• Records shown
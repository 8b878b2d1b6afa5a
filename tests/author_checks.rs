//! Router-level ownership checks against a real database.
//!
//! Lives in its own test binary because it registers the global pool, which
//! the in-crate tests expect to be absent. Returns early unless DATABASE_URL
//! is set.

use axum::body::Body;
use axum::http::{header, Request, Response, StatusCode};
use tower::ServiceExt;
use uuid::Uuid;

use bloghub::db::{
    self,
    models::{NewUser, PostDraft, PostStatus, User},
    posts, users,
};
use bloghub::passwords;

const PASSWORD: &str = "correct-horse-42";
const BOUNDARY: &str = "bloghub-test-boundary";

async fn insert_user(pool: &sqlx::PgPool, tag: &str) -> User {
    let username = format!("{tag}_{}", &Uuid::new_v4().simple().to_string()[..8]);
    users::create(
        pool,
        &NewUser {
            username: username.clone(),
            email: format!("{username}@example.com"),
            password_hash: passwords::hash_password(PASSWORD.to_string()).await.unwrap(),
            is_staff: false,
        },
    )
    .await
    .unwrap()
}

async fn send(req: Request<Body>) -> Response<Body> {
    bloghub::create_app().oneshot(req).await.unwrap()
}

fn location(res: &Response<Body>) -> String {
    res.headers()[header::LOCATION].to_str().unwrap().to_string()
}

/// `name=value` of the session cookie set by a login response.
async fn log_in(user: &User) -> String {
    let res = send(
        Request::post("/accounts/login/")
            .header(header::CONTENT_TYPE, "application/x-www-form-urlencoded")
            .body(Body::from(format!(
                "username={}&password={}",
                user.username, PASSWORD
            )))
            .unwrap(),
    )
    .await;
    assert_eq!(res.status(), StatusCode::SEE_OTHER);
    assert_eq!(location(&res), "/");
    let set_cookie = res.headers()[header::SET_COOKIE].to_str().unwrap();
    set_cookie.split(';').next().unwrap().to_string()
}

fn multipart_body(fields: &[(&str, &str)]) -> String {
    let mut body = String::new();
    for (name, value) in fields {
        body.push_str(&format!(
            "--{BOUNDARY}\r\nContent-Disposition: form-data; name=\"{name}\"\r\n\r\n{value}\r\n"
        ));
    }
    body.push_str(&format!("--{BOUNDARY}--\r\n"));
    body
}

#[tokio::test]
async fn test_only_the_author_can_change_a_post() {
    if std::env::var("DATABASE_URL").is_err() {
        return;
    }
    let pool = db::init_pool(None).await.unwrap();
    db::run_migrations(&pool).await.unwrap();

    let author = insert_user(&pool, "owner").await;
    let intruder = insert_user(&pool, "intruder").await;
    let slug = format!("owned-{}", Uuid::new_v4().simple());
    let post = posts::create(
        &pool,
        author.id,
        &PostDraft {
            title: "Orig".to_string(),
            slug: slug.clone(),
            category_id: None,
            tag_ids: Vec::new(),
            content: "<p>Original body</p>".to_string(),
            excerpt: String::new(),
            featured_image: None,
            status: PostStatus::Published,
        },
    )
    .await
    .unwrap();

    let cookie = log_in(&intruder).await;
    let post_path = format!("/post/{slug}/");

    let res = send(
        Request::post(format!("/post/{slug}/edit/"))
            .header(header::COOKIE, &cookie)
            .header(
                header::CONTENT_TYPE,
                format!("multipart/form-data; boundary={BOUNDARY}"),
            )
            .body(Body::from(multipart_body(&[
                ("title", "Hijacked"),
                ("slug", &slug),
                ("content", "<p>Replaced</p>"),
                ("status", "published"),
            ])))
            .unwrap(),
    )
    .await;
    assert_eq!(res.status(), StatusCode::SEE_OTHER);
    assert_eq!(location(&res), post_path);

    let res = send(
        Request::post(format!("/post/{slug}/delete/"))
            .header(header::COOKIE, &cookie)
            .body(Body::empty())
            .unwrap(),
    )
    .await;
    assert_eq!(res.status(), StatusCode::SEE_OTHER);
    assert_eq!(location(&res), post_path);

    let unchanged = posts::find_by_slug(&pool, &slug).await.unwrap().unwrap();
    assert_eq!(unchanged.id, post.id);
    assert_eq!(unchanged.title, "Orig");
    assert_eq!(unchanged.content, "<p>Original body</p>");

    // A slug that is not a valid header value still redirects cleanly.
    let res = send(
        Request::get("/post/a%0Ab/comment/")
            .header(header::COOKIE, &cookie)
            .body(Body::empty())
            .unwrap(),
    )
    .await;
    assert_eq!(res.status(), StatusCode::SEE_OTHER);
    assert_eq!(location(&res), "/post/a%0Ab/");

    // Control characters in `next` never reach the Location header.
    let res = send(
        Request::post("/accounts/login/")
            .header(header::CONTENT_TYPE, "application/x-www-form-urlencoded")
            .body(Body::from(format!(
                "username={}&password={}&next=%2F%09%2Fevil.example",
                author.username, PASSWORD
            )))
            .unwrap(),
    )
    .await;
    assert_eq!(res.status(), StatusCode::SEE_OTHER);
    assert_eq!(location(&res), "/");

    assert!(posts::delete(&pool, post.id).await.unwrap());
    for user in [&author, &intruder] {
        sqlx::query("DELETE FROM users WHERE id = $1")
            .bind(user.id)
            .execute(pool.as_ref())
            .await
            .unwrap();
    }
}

• What to produce
Go through the entries above and report how many lines hold the word "PostStatus". Nothing but the number is needed.

• Completed task
2